Yola koyulmamızla birlikte, gardiyan hanım birden aklına gelmiş gibi konuşmaya başladı. “Ha, evet. Eğer bir daha kaçarsan, Yukinoshita’yla olan rekabetini doğrudan iptal ederim. Üstüne bir de fazladan ceza eklerim. Mezun olabileceğini falan sanma sakın.”

Geleceğimi de ruh sağlığımı da hunharca hedef alıyor bu kadın.

Bayan Hiratsuka, topuklarının zeminde yankılanan sesiyle yanımda yürüyordu. Şöyle uzaktan bakan biri için sahne oldukça... farklı bir anlam kazanabilirdi: Kolu benimkine dolanmış hâli, bir kulüpte beni tavlayıp randevuya çıkarmış öğretmen kılığındaki bir eskort gibi görünüyordu.

Ama bu sahnenin böyle bir şeyle hiçbir ilgisi olmadığını gösteren üç neden vardı:
Birincisi, ben para ödememiştim.
İkincisi, koluma yaslanmıyordu—dirseğimi sonuna kadar bükerek eziyet ediyordu.
Üçüncüsü, mutlu ya da heyecanlı falan değildim. Hatta dirseğim öğretmenimin göğsüne değiyor olmasına rağmen içimden hiçbir şey geçmiyordu. Çünkü beni götürdüğü yer o kulüp odasıydı.

“Yani şey, kaçacak değilim zaten. Zaten hep yalnızım. Yalnız olunca daha rahat hissediyorum. Gerçekten. Bıraksanız kendim giderim.”

“Böyle yalnız şeyler söyleme.
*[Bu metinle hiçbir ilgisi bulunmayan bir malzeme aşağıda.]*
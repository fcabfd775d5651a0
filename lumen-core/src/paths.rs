//! Deterministic storage paths and coordination keys derived from a content hash.

use chrono::{DateTime, Utc};

use crate::hash::ContentHash;

/// Root of the analysis cache in the object store.
pub const METADATA_ROOT: &str = "vision/metadata";

/// Root of archived source snapshots in the object store.
pub const SOURCE_ROOT: &str = "vision/source";

/// Namespace of coordination lock keys.
pub const LOCK_PREFIX: &str = "vision:lock";

/// File name of the fast-path cache entry.
pub const LATEST_FILE: &str = "latest.json";

/// Prefix under which every analysis of `hash` lives, trailing slash included.
pub fn metadata_prefix(hash: &ContentHash) -> String {
    format!("{METADATA_ROOT}/{hash}/")
}

/// Well-known path probed before falling back to a listing.
pub fn latest_metadata_path(hash: &ContentHash) -> String {
    format!("{}{LATEST_FILE}", metadata_prefix(hash))
}

/// Timestamped history entry, sortable by name.
pub fn history_metadata_path(hash: &ContentHash, at: DateTime<Utc>) -> String {
    format!(
        "{}{}.json",
        metadata_prefix(hash),
        at.format("%Y%m%dT%H%M%S%.3fZ")
    )
}

/// Archive location of the original bytes.
pub fn source_snapshot_path(hash: &ContentHash) -> String {
    format!("{SOURCE_ROOT}/{hash}/source.bin")
}

/// Coordination key guarding generation for `hash`.
pub fn lock_key(hash: &ContentHash) -> String {
    format!("{LOCK_PREFIX}:{hash}")
}
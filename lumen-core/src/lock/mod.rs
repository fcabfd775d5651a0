//! Advisory coordination lock.
//!
//! A lock record at `vision:lock:<hash>` means "someone is generating this
//! analysis right now". It is a TTL mutex, not a correctness primitive: a
//! holder that dies simply lets the record expire, and callers that cannot
//! reach the backend generate anyway.
//!
//! ## Backends
//!
//! - [`RedisLock`] - `SET NX PX` with a token-checked Lua release (feature `redis`)
//! - [`MemoryLock`] - in-process TTL map with outage injection
//! - [`NoopLock`] - always grants, never reports a holder
//!
//! Release is compare-and-delete on the holder token, so a request whose
//! record already expired cannot delete a lock another request now holds.

mod memory;
mod noop;
#[cfg(feature = "redis")]
mod redis;

pub use memory::MemoryLock;
pub use noop::NoopLock;
#[cfg(feature = "redis")]
pub use self::redis::{RedisLock, DEFAULT_OP_TIMEOUT as REDIS_OP_TIMEOUT};

use std::sync::Arc;
use std::time::Duration;

use async_trait::async_trait;
use thiserror::Error;
use tracing::{debug, warn};
use uuid::Uuid;

/// Default lock lifetime. Generation normally finishes well inside it.
pub const DEFAULT_LOCK_TTL: Duration = Duration::from_secs(120);

/// Errors from a lock backend. Always treated as "coordination unavailable".
#[derive(Debug, Error, Clone, PartialEq, Eq)]
pub enum LockError {
    #[error("Lock backend unavailable: {0}")]
    Unavailable(String),

    #[error("Lock backend timed out during {op} after {}ms", after.as_millis())]
    Timeout { op: &'static str, after: Duration },

    #[error("Lock backend returned an unexpected reply: {0}")]
    Protocol(String),
}

/// Atomic set-if-absent mutex with expiry.
#[async_trait]
pub trait AdvisoryLock: Send + Sync {
    /// Create the record if absent. `Ok(false)` means someone else holds it.
    async fn try_acquire(&self, key: &str, token: &str, ttl: Duration) -> Result<bool, LockError>;

    /// Delete the record if it still carries `token`. Releasing a lock that
    /// expired or changed hands is a no-op.
    async fn release(&self, key: &str, token: &str) -> Result<(), LockError>;

    /// Whether any holder currently owns `key`.
    async fn exists(&self, key: &str) -> Result<bool, LockError>;

    /// Delete the record regardless of holder. Returns whether one existed.
    async fn force_release(&self, key: &str) -> Result<bool, LockError>;

    fn backend_name(&self) -> &'static str;
}

/// A held lock.
///
/// Call [`LockGuard::release`] on the normal path. A guard dropped without an
/// explicit release (task aborted, future cancelled) spawns the release on the
/// current tokio runtime.
pub struct LockGuard {
    lock: Arc<dyn AdvisoryLock>,
    key: String,
    token: String,
    released: bool,
}

impl LockGuard {
    /// Try to take `key` under a fresh holder token.
    ///
    /// `Ok(None)` means contention. The guard exists before the round trip,
    /// so a caller dropped mid-acquire still releases whatever the backend
    /// granted.
    pub async fn acquire(
        lock: Arc<dyn AdvisoryLock>,
        key: &str,
        ttl: Duration,
    ) -> Result<Option<Self>, LockError> {
        let mut guard = Self {
            lock,
            key: key.to_string(),
            token: Uuid::new_v4().to_string(),
            released: false,
        };
        match guard.lock.try_acquire(&guard.key, &guard.token, ttl).await {
            Ok(true) => {
                debug!(key, backend = guard.lock.backend_name(), "Lock acquired");
                Ok(Some(guard))
            }
            Ok(false) => {
                guard.released = true;
                Ok(None)
            }
            Err(e) => {
                guard.released = true;
                Err(e)
            }
        }
    }

    pub fn key(&self) -> &str {
        &self.key
    }

    /// Release explicitly. If this future is dropped before the backend
    /// answers, the guard's drop still schedules the release.
    pub async fn release(mut self) -> Result<(), LockError> {
        let result = self.lock.release(&self.key, &self.token).await;
        self.released = true;
        debug!(key = %self.key, ok = result.is_ok(), "Lock released");
        result
    }
}

impl Drop for LockGuard {
    fn drop(&mut self) {
        if self.released {
            return;
        }
        let lock = Arc::clone(&self.lock);
        let key = std::mem::take(&mut self.key);
        let token = std::mem::take(&mut self.token);

        match tokio::runtime::Handle::try_current() {
            Ok(handle) => {
                handle.spawn(async move {
                    match lock.release(&key, &token).await {
                        Ok(()) => debug!(key, "Lock released after abandoned request"),
                        Err(e) => warn!(key, error = %e, "Lock release failed, record will expire"),
                    }
                });
            }
            Err(_) => warn!(key, "No runtime to release lock, record will expire"),
        }
    }
}

impl std::fmt::Debug for LockGuard {
    fn fmt(&self, f: &mut std::fmt::Formatter<'_>) -> std::fmt::Result {
        f.debug_struct("LockGuard")
            .field("key", &self.key)
            .field("backend", &self.lock.backend_name())
            .field("released", &self.released)
            .finish()
    }
}

#[cfg(test)]
mod tests {
    use super::*;
    use std::sync::atomic::{AtomicBool, Ordering};

    #[tokio::test]
    async fn test_guard_excludes_second_holder() {
        let lock: Arc<dyn AdvisoryLock> = Arc::new(MemoryLock::new());
        let guard = LockGuard::acquire(lock.clone(), "vision:lock:a", DEFAULT_LOCK_TTL)
            .await
            .unwrap()
            .unwrap();

        assert!(LockGuard::acquire(lock.clone(), "vision:lock:a", DEFAULT_LOCK_TTL)
            .await
            .unwrap()
            .is_none());

        guard.release().await.unwrap();
        assert!(!lock.exists("vision:lock:a").await.unwrap());
    }

    #[tokio::test]
    async fn test_dropped_guard_releases_in_background() {
        let lock: Arc<dyn AdvisoryLock> = Arc::new(MemoryLock::new());
        let guard = LockGuard::acquire(lock.clone(), "vision:lock:b", DEFAULT_LOCK_TTL)
            .await
            .unwrap()
            .unwrap();
        drop(guard);

        for _ in 0..50 {
            if !lock.exists("vision:lock:b").await.unwrap() {
                return;
            }
            tokio::time::sleep(Duration::from_millis(5)).await;
        }
        panic!("lock still held after guard was dropped");
    }

    #[tokio::test]
    async fn test_tokens_are_unique() {
        let lock: Arc<dyn AdvisoryLock> = Arc::new(NoopLock);
        let a = LockGuard::acquire(lock.clone(), "k", DEFAULT_LOCK_TTL).await.unwrap().unwrap();
        let b = LockGuard::acquire(lock.clone(), "k", DEFAULT_LOCK_TTL).await.unwrap().unwrap();
        assert_ne!(a.token, b.token);
        a.release().await.unwrap();
        b.release().await.unwrap();
    }

    /// Delegates to a [`MemoryLock`] but stalls after granting or before
    /// releasing, so callers can be dropped mid round trip.
    struct Stalling {
        inner: Arc<MemoryLock>,
        stall_acquire: bool,
        stall_release: AtomicBool,
    }

    #[async_trait]
    impl AdvisoryLock for Stalling {
        async fn try_acquire(&self, key: &str, token: &str, ttl: Duration) -> Result<bool, LockError> {
            let granted = self.inner.try_acquire(key, token, ttl).await?;
            if self.stall_acquire {
                tokio::time::sleep(Duration::from_secs(60)).await;
            }
            Ok(granted)
        }

        async fn release(&self, key: &str, token: &str) -> Result<(), LockError> {
            if self.stall_release.swap(false, Ordering::SeqCst) {
                tokio::time::sleep(Duration::from_secs(60)).await;
            }
            self.inner.release(key, token).await
        }

        async fn exists(&self, key: &str) -> Result<bool, LockError> {
            self.inner.exists(key).await
        }

        async fn force_release(&self, key: &str) -> Result<bool, LockError> {
            self.inner.force_release(key).await
        }

        fn backend_name(&self) -> &'static str {
            "stalling"
        }
    }

    async fn wait_until_free(lock: &MemoryLock, key: &str) {
        for _ in 0..50 {
            if !lock.exists(key).await.unwrap() {
                return;
            }
            tokio::time::sleep(Duration::from_millis(5)).await;
        }
        panic!("{key} still held");
    }

    #[tokio::test]
    async fn test_acquire_dropped_after_grant_releases() {
        let inner = Arc::new(MemoryLock::new());
        let lock: Arc<dyn AdvisoryLock> = Arc::new(Stalling {
            inner: inner.clone(),
            stall_acquire: true,
            stall_release: AtomicBool::new(false),
        });

        let attempt = tokio::time::timeout(
            Duration::from_millis(20),
            LockGuard::acquire(lock, "vision:lock:c", DEFAULT_LOCK_TTL),
        )
        .await;
        assert!(attempt.is_err());
        assert!(inner.holder("vision:lock:c").is_some());

        wait_until_free(&inner, "vision:lock:c").await;
    }

    #[tokio::test]
    async fn test_release_dropped_midway_still_releases() {
        let inner = Arc::new(MemoryLock::new());
        let lock: Arc<dyn AdvisoryLock> = Arc::new(Stalling {
            inner: inner.clone(),
            stall_acquire: false,
            stall_release: AtomicBool::new(true),
        });
        let guard = LockGuard::acquire(lock, "vision:lock:d", DEFAULT_LOCK_TTL)
            .await
            .unwrap()
            .unwrap();

        let released = tokio::time::timeout(Duration::from_millis(20), guard.release()).await;
        assert!(released.is_err());

        wait_until_free(&inner, "vision:lock:d").await;
    }

    #[tokio::test]
    async fn test_contention_does_not_release_the_holder() {
        let inner = Arc::new(MemoryLock::new());
        let lock: Arc<dyn AdvisoryLock> = inner.clone();
        let holder = LockGuard::acquire(lock.clone(), "vision:lock:e", DEFAULT_LOCK_TTL)
            .await
            .unwrap()
            .unwrap();

        assert!(LockGuard::acquire(lock, "vision:lock:e", DEFAULT_LOCK_TTL)
            .await
            .unwrap()
            .is_none());
        tokio::time::sleep(Duration::from_millis(20)).await;
        assert_eq!(inner.holder("vision:lock:e").as_deref(), Some(holder.token.as_str()));
        holder.release().await.unwrap();
    }
}
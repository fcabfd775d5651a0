//! Content identification.
//!
//! Every cache entry and lock record is keyed by the SHA-256 digest of the raw
//! source bytes. URLs never take part in the key: the same image served from
//! two CDNs resolves to the same analysis.
//!
//! Source downloads go through [`FanOutWriter`], which hashes each chunk as it
//! is written to local scratch storage, so the payload is read once and never
//! buffered twice.

use std::fmt;
use std::io;
use std::path::Path;
use std::pin::Pin;
use std::str::FromStr;
use std::task::{ready, Context, Poll};

use bytes::Bytes;
use futures::Stream;
use serde::{Deserialize, Deserializer, Serialize, Serializer};
use sha2::{Digest, Sha256};
use tokio::io::{AsyncRead, AsyncWrite, AsyncWriteExt, BufWriter};
use tokio_util::io::StreamReader;

/// SHA-256 digest length in bytes.
pub const CONTENT_HASH_BYTES: usize = 32;

/// Stable identifier of an image's bytes.
#[derive(Clone, Copy, PartialEq, Eq, Hash, PartialOrd, Ord)]
pub struct ContentHash([u8; CONTENT_HASH_BYTES]);

impl ContentHash {
    /// Hash an in-memory buffer.
    pub fn from_bytes(data: &[u8]) -> Self {
        let mut hasher = Sha256::new();
        hasher.update(data);
        Self::from_hasher(hasher)
    }

    fn from_hasher(hasher: Sha256) -> Self {
        let mut digest = [0u8; CONTENT_HASH_BYTES];
        digest.copy_from_slice(&hasher.finalize());
        Self(digest)
    }

    /// Lowercase hex rendering, as used in storage paths and lock keys.
    pub fn to_hex(&self) -> String {
        hex::encode(self.0)
    }

    /// First 12 hex characters, for log lines and terminal output.
    pub fn short(&self) -> String {
        self.to_hex()[..12].to_string()
    }
}

impl fmt::Display for ContentHash {
    fn fmt(&self, f: &mut fmt::Formatter<'_>) -> fmt::Result {
        f.write_str(&self.to_hex())
    }
}

impl fmt::Debug for ContentHash {
    fn fmt(&self, f: &mut fmt::Formatter<'_>) -> fmt::Result {
        write!(f, "ContentHash({})", self.to_hex())
    }
}

/// Error returned when parsing a hash from text.
#[derive(Debug, Clone, PartialEq, Eq, thiserror::Error)]
#[error("invalid content hash: {0}")]
pub struct ParseContentHashError(String);

impl FromStr for ContentHash {
    type Err = ParseContentHashError;

    fn from_str(s: &str) -> Result<Self, Self::Err> {
        let bytes = hex::decode(s.trim()).map_err(|e| ParseContentHashError(e.to_string()))?;
        let digest: [u8; CONTENT_HASH_BYTES] = bytes.try_into().map_err(|v: Vec<u8>| {
            ParseContentHashError(format!(
                "expected {CONTENT_HASH_BYTES} bytes, got {}",
                v.len()
            ))
        })?;
        Ok(Self(digest))
    }
}

impl Serialize for ContentHash {
    fn serialize<S: Serializer>(&self, serializer: S) -> Result<S::Ok, S::Error> {
        serializer.serialize_str(&self.to_hex())
    }
}

impl<'de> Deserialize<'de> for ContentHash {
    fn deserialize<D: Deserializer<'de>>(deserializer: D) -> Result<Self, D::Error> {
        let s = String::deserialize(deserializer)?;
        s.parse().map_err(serde::de::Error::custom)
    }
}

/// Writer that duplicates every chunk into a SHA-256 hasher and an inner sink.
///
/// Only the bytes the inner writer accepts are hashed, so the digest always
/// matches what actually landed in the sink.
pub struct FanOutWriter<W> {
    inner: W,
    hasher: Sha256,
    written: u64,
}

impl<W> FanOutWriter<W> {
    pub fn new(inner: W) -> Self {
        Self {
            inner,
            hasher: Sha256::new(),
            written: 0,
        }
    }

    /// Consume the writer, returning the inner sink, the digest and the byte count.
    pub fn finish(self) -> (W, ContentHash, u64) {
        (self.inner, ContentHash::from_hasher(self.hasher), self.written)
    }
}

impl<W: AsyncWrite + Unpin> AsyncWrite for FanOutWriter<W> {
    fn poll_write(
        self: Pin<&mut Self>,
        cx: &mut Context<'_>,
        buf: &[u8],
    ) -> Poll<io::Result<usize>> {
        let this = self.get_mut();
        let n = ready!(Pin::new(&mut this.inner).poll_write(cx, buf))?;
        this.hasher.update(&buf[..n]);
        this.written += n as u64;
        Poll::Ready(Ok(n))
    }

    fn poll_flush(self: Pin<&mut Self>, cx: &mut Context<'_>) -> Poll<io::Result<()>> {
        Pin::new(&mut self.get_mut().inner).poll_flush(cx)
    }

    fn poll_shutdown(self: Pin<&mut Self>, cx: &mut Context<'_>) -> Poll<io::Result<()>> {
        Pin::new(&mut self.get_mut().inner).poll_shutdown(cx)
    }
}

/// Hash a byte stream without keeping it.
pub async fn hash_reader<R: AsyncRead + Unpin>(reader: &mut R) -> io::Result<ContentHash> {
    let mut writer = FanOutWriter::new(tokio::io::sink());
    tokio::io::copy(reader, &mut writer).await?;
    let (_, hash, _) = writer.finish();
    Ok(hash)
}

/// Stream `reader` into a new file at `path` while hashing it.
///
/// Returns the digest and the number of bytes persisted.
pub async fn persist_reader<R: AsyncRead + Unpin>(
    reader: &mut R,
    path: &Path,
) -> io::Result<(ContentHash, u64)> {
    let file = tokio::fs::File::create(path).await?;
    let mut writer = FanOutWriter::new(BufWriter::new(file));
    tokio::io::copy(reader, &mut writer).await?;
    writer.flush().await?;
    let (_, hash, written) = writer.finish();
    Ok((hash, written))
}

/// [`persist_reader`] for a chunked byte stream such as an HTTP body.
///
/// A read error in the stream aborts the copy and is returned as-is.
pub async fn persist_stream<S>(stream: S, path: &Path) -> io::Result<(ContentHash, u64)>
where
    S: Stream<Item = io::Result<Bytes>>,
{
    let reader = StreamReader::new(stream);
    tokio::pin!(reader);
    persist_reader(&mut reader, path).await
}
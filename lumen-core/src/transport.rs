//! HTTP transport with bounded retry, exponential backoff and cancellation.
//!
//! Used for source image downloads and by [`HttpObjectStore`] for cache
//! lookups and uploads.
//!
//! ## Retry policy
//!
//! - network failures and 5xx responses are retried
//! - 4xx responses are returned to the caller untouched
//! - every attempt is bounded by its own timeout
//! - delay before retry `n` is `retry_delay * 2^(n-1)`, without jitter
//!
//! [`HttpObjectStore`]: crate::store::HttpObjectStore

use std::sync::atomic::{AtomicU32, Ordering};
use std::time::{Duration, Instant};

use backoff::{future::retry_notify, ExponentialBackoff};
use reqwest::{Client, RequestBuilder, Response, StatusCode};
use tracing::{debug, instrument, warn};

use crate::cancel::CancelSignal;
use crate::error::{LumenError, Result};

/// Default number of retries after the initial attempt.
pub const DEFAULT_MAX_RETRIES: u32 = 3;

/// Default base delay between attempts.
pub const DEFAULT_RETRY_DELAY: Duration = Duration::from_millis(500);

/// Default per-attempt timeout.
pub const DEFAULT_ATTEMPT_TIMEOUT: Duration = Duration::from_secs(30);

/// Upper bound on a single backoff delay.
const MAX_RETRY_INTERVAL: Duration = Duration::from_secs(3600);

/// Per-call transport options.
#[derive(Debug, Clone)]
pub struct FetchOptions {
    /// Retries after the first attempt.
    pub max_retries: u32,
    /// Base delay, doubled after every failed attempt.
    pub retry_delay: Duration,
    /// Bound on each individual attempt.
    pub timeout: Duration,
    /// Aborts the call, including pending backoff sleeps.
    pub cancel: Option<CancelSignal>,
}

impl Default for FetchOptions {
    fn default() -> Self {
        Self {
            max_retries: DEFAULT_MAX_RETRIES,
            retry_delay: DEFAULT_RETRY_DELAY,
            timeout: DEFAULT_ATTEMPT_TIMEOUT,
            cancel: None,
        }
    }
}

impl FetchOptions {
    pub fn with_cancel(mut self, cancel: Option<CancelSignal>) -> Self {
        self.cancel = cancel;
        self
    }
}

/// HTTP client wrapper applying [`FetchOptions`] to every request.
#[derive(Clone)]
pub struct ResilientTransport {
    client: Client,
}

impl ResilientTransport {
    /// Create a transport with a fresh connection pool.
    ///
    /// Timeouts are applied per attempt, so the client itself has none.
    pub fn new() -> Result<Self> {
        let client = Client::builder()
            .user_agent(concat!("lumen/", env!("CARGO_PKG_VERSION")))
            .build()
            .map_err(|e| LumenError::Config(format!("Failed to create HTTP client: {e}")))?;
        Ok(Self { client })
    }

    /// GET `url` under the retry policy.
    pub async fn fetch(&self, url: &str, options: &FetchOptions) -> Result<Response> {
        self.execute(url, options, |client| client.get(url)).await
    }

    /// Run the request produced by `build` under the retry policy.
    ///
    /// `build` is invoked once per attempt so bodies and headers are rebuilt.
    #[instrument(level = "debug", skip(self, options, build), fields(
        max_retries = options.max_retries,
        timeout_ms = options.timeout.as_millis() as u64
    ))]
    pub async fn execute<F>(&self, url: &str, options: &FetchOptions, build: F) -> Result<Response>
    where
        F: Fn(&Client) -> RequestBuilder,
    {
        if let Some(cancel) = &options.cancel {
            cancel.check()?;
        }

        let attempts = AtomicU32::new(0);
        let start = Instant::now();

        let retry = retry_notify(
            build_backoff(options.retry_delay),
            || {
                let attempt = attempts.fetch_add(1, Ordering::SeqCst) + 1;
                self.attempt_once(url, attempt, options, &build)
            },
            |err: LumenError, delay: Duration| {
                warn!(
                    url,
                    error = %err,
                    retry_after_ms = delay.as_millis() as u64,
                    "Retry scheduled"
                );
            },
        );

        let result = match &options.cancel {
            Some(cancel) => {
                tokio::select! {
                    biased;
                    _ = cancel.cancelled() => Err(cancel.to_error()),
                    res = retry => res,
                }
            }
            None => retry.await,
        };

        let total_latency_ms = start.elapsed().as_millis() as u64;
        let attempts = attempts.load(Ordering::SeqCst);
        match &result {
            Ok(response) => debug!(
                status = %response.status(),
                attempts,
                total_latency_ms,
                "Request completed"
            ),
            Err(e) => warn!(
                error = %e,
                attempts,
                total_latency_ms,
                "Request failed"
            ),
        }
        result
    }

    async fn attempt_once<F>(
        &self,
        url: &str,
        attempt: u32,
        options: &FetchOptions,
        build: &F,
    ) -> std::result::Result<Response, backoff::Error<LumenError>>
    where
        F: Fn(&Client) -> RequestBuilder,
    {
        let start = Instant::now();
        let exhausted = attempt > options.max_retries;

        let outcome = tokio::time::timeout(options.timeout, build(&self.client).send()).await;
        let latency_ms = start.elapsed().as_millis() as u64;

        let (err, transient) = match outcome {
            Err(_) => (
                fetch_failed(
                    url,
                    None,
                    format!("attempt {attempt} timed out after {}ms", options.timeout.as_millis()),
                ),
                true,
            ),
            Ok(Err(e)) => {
                let transient = is_transient_error(&e);
                (fetch_failed(url, None, e.to_string()), transient)
            }
            Ok(Ok(response)) => {
                let status = response.status();
                debug!(attempt, status = %status, latency_ms, "Received HTTP response");
                if !is_retryable_status(status) {
                    return Ok(response);
                }
                (
                    fetch_failed(url, Some(status.as_u16()), format!("server returned {status}")),
                    true,
                )
            }
        };

        if transient && !exhausted {
            warn!(attempt, latency_ms, error = %err, "Transient failure, will retry");
            Err(backoff::Error::transient(err))
        } else {
            warn!(attempt, latency_ms, error = %err, "Giving up");
            Err(backoff::Error::permanent(err))
        }
    }
}

fn fetch_failed(url: &str, status: Option<u16>, message: String) -> LumenError {
    LumenError::FetchFailed {
        url: url.to_string(),
        status,
        message,
    }
}

fn build_backoff(retry_delay: Duration) -> ExponentialBackoff {
    ExponentialBackoff {
        current_interval: retry_delay,
        initial_interval: retry_delay,
        randomization_factor: 0.0,
        multiplier: 2.0,
        max_interval: MAX_RETRY_INTERVAL,
        max_elapsed_time: None,
        ..Default::default()
    }
}

/// Check if a reqwest error is a network-level failure worth retrying.
pub fn is_transient_error(error: &reqwest::Error) -> bool {
    error.is_timeout() || error.is_connect() || error.is_request() || error.is_body()
}

/// Server errors are retried; everything else is the caller's business.
pub fn is_retryable_status(status: StatusCode) -> bool {
    status.is_server_error()
}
Seninle gelmek istiyorum.”
Bunu derken öyle bir gülümsedi ki, neredeyse sevecen bile sayılırdı. Normalde alaycı sırıtışlarıyla bilinen bu kadından gelen böylesi bir ifade, kalbimi hafiften hızlandırdı.
“Kaçarsan dişlerimi gıcırdatmak zorunda kalıyorum. Seni zorla da olsa götürmem, benim için daha az psikolojik stres demek.”

“Bu... gerçekten berbat bir gerekçe!”
“Ne saçmalıyorsun? Gitmek istemiyorsan yapabileceğim bir şey yok, ama şu anda seni o kulübe götürüyorum—senin iyiliğin için. Böylece düzeltileceksin. Bu, bir öğretmen ile öğrencisi arasındaki güzel bir aşk.”

“Buna mı aşk diyorsunuz? Eğer buysa, ben almıyorum.”

“Kaçmak için bahane diye öne sürdüğün şey ne kadar zavallıcaydı... Ama belli ki sen gerçekten de eğriksin. Belki de o kadar dolanmışsın ki, tüm enerji hatların tersine akıyor. Kalkıp Kutsal İmparator’un Çapraz Mozolesi’ni filan inşa etme sakın.”

Mangaları biraz fazla mı seviyorsunuz ne?

“Biraz daha az ters olsan daha sevimli olabilirdin. Hayata bu kadar ters açıdan bakmak çok keyifli olmasa gerek.”

“Hayat sadece eğlenceyle ilgili değil. Eğer öyle olsaydı, üzgün Hollywood filmleri diye bir şey olmazdı. Trajedi içinde tat bulan bir zevk türü de vardır, sonuçta.”

“Tam bir Hikigaya klasiği. Pek çok genç zaten dünyaya biraz yamuk bakar ama senin durumu patolojik boyutta. Lise ikinci sınıf sendromunun en ağır hali sende.”
Bayan Hiratsuka keyifle teşhisini koydu.

“Vay be... Resmen hastalıklı ilan ettiniz. ‘Lise ikinci sınıf kafası’ da ne demek Allah aşkına?”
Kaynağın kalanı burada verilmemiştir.